In part, the lack of public celebration is a logistical necessity, Kassis said. Choirs that were scheduled to perform during December canceled, too scared to venture into territories where more than 325 people have been killed and thousands wounded since the end of September.

Even had they come, Kassis said, they might not have made it past roadblocks. Israeli caretaker Prime Minister Ehud Barak backed away from a threat to close off Bethlehem, but the army is requiring pilgrims to disembark from Israeli tour buses at the roadblock outside the town, walk about 100 yards and get on Palestinian buses to reach the center of Bethlehem.

Kassis and other Palestinians said the decision to avoid displays of holiday cheer is also a political and emotional gesture of mourning by a traumatized society that views itself as living under siege.

There is vehement disagreement over who is to blame for this dismal Christmas.

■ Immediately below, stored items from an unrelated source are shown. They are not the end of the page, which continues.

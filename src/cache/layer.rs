//! Cache synchronizer that keeps the reactive and durable tiers consistent.

use chrono::{DateTime, Duration, Utc};
use color_eyre::{eyre::eyre, Result};
use serde::de::DeserializeOwned;
use serde_json::Value;
use std::collections::BTreeSet;
use std::future::Future;
use std::sync::Arc;
use tokio::sync::broadcast;
use tracing::{debug, info, warn};

use super::key::{CacheKey, KeyPrefix};
use super::reactive::ReactiveTier;
use super::storage::{CacheStorage, NoopStorage, SqliteStorage};
use super::traits::{CacheEntry, CacheEvent, CacheResult, Cacheable};
use crate::config::CacheConfig;
use crate::error::OpResult;

/// Session-wide two-tier entity cache.
///
/// Tier A ([`ReactiveTier`]) is authoritative for read-after-write inside the
/// session and notifies subscribers. Tier B ([`CacheStorage`]) survives restarts;
/// its failures are logged and never surface to callers. Both tiers expire an
/// entry at the same instant, `cached_at + ttl`.
///
/// Index keys belong to the entity that wrote them last: invalidating or
/// re-caching one entity never drops an index key another entity took over.
///
/// Build one per session, share it via `Arc`, and call [`CacheSync::logout`]
/// when the session ends.
pub struct CacheSync {
  tier_a: ReactiveTier,
  tier_b: Arc<dyn CacheStorage>,
  /// How long before durable entries are considered stale
  ttl: Duration,
  /// Format version; entries written with another version are stale
  version: u32,
}

impl CacheSync {
  /// Create a synchronizer over the given durable backend.
  pub fn new(storage: impl CacheStorage + 'static) -> Self {
    Self {
      tier_a: ReactiveTier::new(),
      tier_b: Arc::new(storage),
      ttl: Duration::minutes(5),
      version: 1,
    }
  }

  /// Synchronizer with no durable tier.
  pub fn memory_only() -> Self {
    Self::new(NoopStorage)
  }

  pub fn from_config(config: &CacheConfig) -> Result<Self> {
    let sync = if config.enabled {
      let storage = match &config.path {
        Some(path) => SqliteStorage::open(path)?,
        None => SqliteStorage::open_default()?,
      };
      Self::new(storage)
    } else {
      Self::memory_only()
    };

    let ttl_secs = i64::try_from(config.ttl_secs)
      .map_err(|_| eyre!("cache.ttl_secs is out of range: {}", config.ttl_secs))?;

    Ok(
      sync
        .with_ttl(Duration::seconds(ttl_secs))
        .with_version(config.version),
    )
  }

  /// Set the TTL for durable entries.
  pub fn with_ttl(mut self, ttl: Duration) -> Self {
    self.ttl = ttl;
    self
  }

  pub fn with_version(mut self, version: u32) -> Self {
    self.version = version;
    self
  }

  /// Subscribe to tier A change events.
  pub fn subscribe(&self) -> broadcast::Receiver<CacheEvent> {
    self.tier_a.subscribe()
  }

  // ==========================================================================
  // Key-level access
  // ==========================================================================

  /// Read a key. Falls through to tier B on a tier A miss and backfills A.
  ///
  /// Missing, stale and unreadable entries all read as `None`.
  pub fn get_value(&self, key: &CacheKey) -> Option<Value> {
    self.lookup(key).map(|(value, _)| value)
  }

  /// Read a key and deserialize it.
  pub fn get<T: DeserializeOwned>(&self, key: &CacheKey) -> Option<T> {
    let value = self.get_value(key)?;
    match serde_json::from_value(value) {
      Ok(data) => Some(data),
      Err(e) => {
        warn!(key = %key, "cached value has unexpected shape: {}", e);
        None
      }
    }
  }

  /// Read an entity by id.
  pub fn entity<E: Cacheable>(&self, id: &str) -> Option<E> {
    self.get(&CacheKey::entity(E::entity_type(), id))
  }

  /// Write a single key to both tiers.
  pub fn set(&self, key: CacheKey, value: Value) {
    let entry = CacheEntry::new(value, self.ttl, self.version);
    if let Err(e) = self.tier_b.put(&key, &entry) {
      warn!(key = %key, "durable cache write failed: {:#}", e);
    }
    let expires_at = entry.cached_at + entry.ttl;
    self
      .tier_a
      .insert(key, entry.value, entry.cached_at, Some(expires_at));
  }

  /// Invalidate a single key in both tiers.
  pub fn invalidate_key(&self, key: &CacheKey) {
    self.tier_a.invalidate(key);
    if let Err(e) = self.tier_b.remove(None, std::slice::from_ref(key)) {
      warn!(key = %key, "durable cache invalidation failed: {:#}", e);
    }
  }

  /// Invalidate every key under `prefix` in both tiers.
  pub fn invalidate_many(&self, prefix: &KeyPrefix) -> usize {
    let invalidated = self.tier_a.invalidate_many(prefix);
    match self.tier_b.remove_prefix(prefix) {
      Ok(removed) => invalidated.max(removed),
      Err(e) => {
        warn!(prefix = ?prefix, "durable cache invalidation failed: {:#}", e);
        invalidated
      }
    }
  }

  // ==========================================================================
  // Entity-level access
  // ==========================================================================

  /// Write an entity's canonical key, sub-views and secondary-index keys.
  ///
  /// Tier A is written under one lock, so readers see either the old or the
  /// new entity. Keys from the previous write that no longer apply (e.g. an
  /// old email index) are invalidated.
  pub fn cache_entity<E: Cacheable>(&self, entity: &E) -> Result<()> {
    let canonical = entity.canonical_key();
    let value = serde_json::to_value(entity)
      .map_err(|e| eyre!("Failed to serialize {}: {}", canonical, e))?;

    let mut entries = vec![(canonical.clone(), value.clone())];
    for (name, view) in entity.sub_views() {
      entries.push((
        CacheKey::sub_view(E::entity_type(), entity.cache_id(), name),
        view,
      ));
    }
    for (index, lookup) in entity.secondary_keys() {
      entries.push((
        CacheKey::index(E::entity_type(), index, lookup),
        value.clone(),
      ));
    }

    let current: BTreeSet<&CacheKey> = entries.iter().map(|(key, _)| key).collect();
    let leaked: Vec<CacheKey> = self
      .recorded_keys(&canonical)
      .into_iter()
      .filter(|key| !current.contains(key))
      .collect();

    self
      .tier_a
      .write_entity(&canonical, &entries, Some(Utc::now() + self.ttl));
    self.tier_a.invalidate_entity(&canonical, &leaked);

    let durable: Vec<(CacheKey, CacheEntry<Value>)> = entries
      .into_iter()
      .map(|(key, value)| (key, CacheEntry::new(value, self.ttl, self.version)))
      .collect();
    if let Err(e) = self.tier_b.write_entity(&canonical, &durable) {
      warn!(key = %canonical, "durable cache write failed: {:#}", e);
    }
    if !leaked.is_empty() {
      if let Err(e) = self.tier_b.remove(Some(&canonical), &leaked) {
        warn!(key = %canonical, "durable cache cleanup failed: {:#}", e);
      }
    }

    debug!(key = %canonical, keys = durable.len(), "cached entity");
    Ok(())
  }

  /// Invalidate an entity with every key recorded at its last write.
  pub fn invalidate<E: Cacheable>(&self, id: &str) -> usize {
    self.invalidate_entity(E::entity_type(), id)
  }

  /// Untyped form of [`CacheSync::invalidate`].
  pub fn invalidate_entity(&self, entity_type: &str, id: &str) -> usize {
    let canonical = CacheKey::entity(entity_type, id);
    let keys: Vec<CacheKey> = self.recorded_keys(&canonical).into_iter().collect();

    let invalidated = self.tier_a.invalidate_entity(&canonical, &keys);
    if let Err(e) = self.tier_b.remove(Some(&canonical), &keys) {
      warn!(key = %canonical, "durable cache invalidation failed: {:#}", e);
    }

    info!(key = %canonical, keys = keys.len(), "invalidated entity");
    invalidated
  }

  /// Merge a JSON patch into the cached entity and re-cache it.
  ///
  /// Returns `None` when the entity is not cached.
  pub fn update_entity<E: Cacheable>(&self, id: &str, patch: &Value) -> Result<Option<E>> {
    let key = CacheKey::entity(E::entity_type(), id);
    let Some(mut current) = self.get_value(&key) else {
      return Ok(None);
    };

    merge_patch(&mut current, patch);
    let entity: E =
      serde_json::from_value(current).map_err(|e| eyre!("Patch for {} is invalid: {}", key, e))?;

    self.cache_entity(&entity)?;
    Ok(Some(entity))
  }

  /// Fetch a single entity with caching.
  ///
  /// 1. Fresh in either tier: return it without calling the fetcher
  /// 2. Otherwise fetch, cache and return the network copy
  /// 3. If the fetch fails and tier B holds an expired copy, serve it offline
  pub async fn fetch_entity<E, F, Fut>(&self, id: &str, fetcher: F) -> OpResult<CacheResult<E>>
  where
    E: Cacheable,
    F: FnOnce() -> Fut,
    Fut: Future<Output = OpResult<E>>,
  {
    let key = CacheKey::entity(E::entity_type(), id);

    if let Some((value, cached_at)) = self.lookup(&key) {
      if let Ok(entity) = serde_json::from_value::<E>(value) {
        return Ok(CacheResult::from_cache(entity, cached_at, false));
      }
    }

    let expired = self.durable_entry(&key).filter(|e| e.version == self.version);

    match fetcher().await {
      Ok(entity) => {
        self.cache_entity(&entity)?;
        Ok(CacheResult::from_network(entity))
      }
      Err(e) => match expired.and_then(|entry| {
        serde_json::from_value::<E>(entry.value)
          .ok()
          .map(|entity| (entity, entry.cached_at))
      }) {
        Some((entity, cached_at)) => {
          warn!(key = %key, "fetch failed, serving expired copy: {}", e);
          Ok(CacheResult::offline(entity, cached_at))
        }
        None => Err(e),
      },
    }
  }

  /// Tear down the session: clear tier A, purge tier B, notify subscribers.
  pub fn logout(&self) -> Result<()> {
    self.tier_a.clear();
    self.tier_b.purge()?;
    info!("cache cleared for logout");
    Ok(())
  }

  // ==========================================================================
  // Internals
  // ==========================================================================

  fn lookup(&self, key: &CacheKey) -> Option<(Value, DateTime<Utc>)> {
    if let Some(hit) = self.tier_a.get(key) {
      return Some(hit);
    }

    let entry = self.durable_entry(key)?;
    if entry.is_stale(Utc::now(), self.version) {
      return None;
    }

    let expires_at = entry.cached_at + entry.ttl;
    self
      .tier_a
      .insert(key.clone(), entry.value.clone(), entry.cached_at, Some(expires_at));
    Some((entry.value, entry.cached_at))
  }

  fn durable_entry(&self, key: &CacheKey) -> Option<CacheEntry<Value>> {
    match self.tier_b.get(key) {
      Ok(entry) => entry,
      Err(e) => {
        warn!(key = %key, "durable cache read failed: {:#}", e);
        None
      }
    }
  }

  /// Canonical key plus every key recorded for it in either tier.
  fn recorded_keys(&self, canonical: &CacheKey) -> BTreeSet<CacheKey> {
    let mut keys = BTreeSet::from([canonical.clone()]);
    if let Some(recorded) = self.tier_a.key_set(canonical) {
      keys.extend(recorded);
    }
    match self.tier_b.key_set(canonical) {
      Ok(Some(recorded)) => keys.extend(recorded),
      Ok(None) => {}
      Err(e) => warn!(key = %canonical, "durable key set read failed: {:#}", e),
    }
    keys
  }
}

/// Apply an RFC 7386 JSON merge patch.
pub fn merge_patch(target: &mut Value, patch: &Value) {
  let Value::Object(patch) = patch else {
    *target = patch.clone();
    return;
  };
  if !target.is_object() {
    *target = Value::Object(serde_json::Map::new());
  }
  if let Value::Object(map) = target {
    for (name, value) in patch {
      if value.is_null() {
        map.remove(name);
      } else {
        merge_patch(map.entry(name.clone()).or_insert(Value::Null), value);
      }
    }
  }
}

Israelis say it is Palestinians who began a wave of violent demonstrations in late September. Palestinians blame Israel, pointing to the army’s massive use of force.

The gloom extends beyond Bethlehem. In the West Bank town of Ramallah, the windows of Hussary’s Bookshop are bare. The Santa who usually greets children outside the shop has not been seen. The artificial Christmas trees that normally stand framed by colored lights in the windows are tucked away inside the shop. The Hussary family began selling decorations only when some customers asked for them.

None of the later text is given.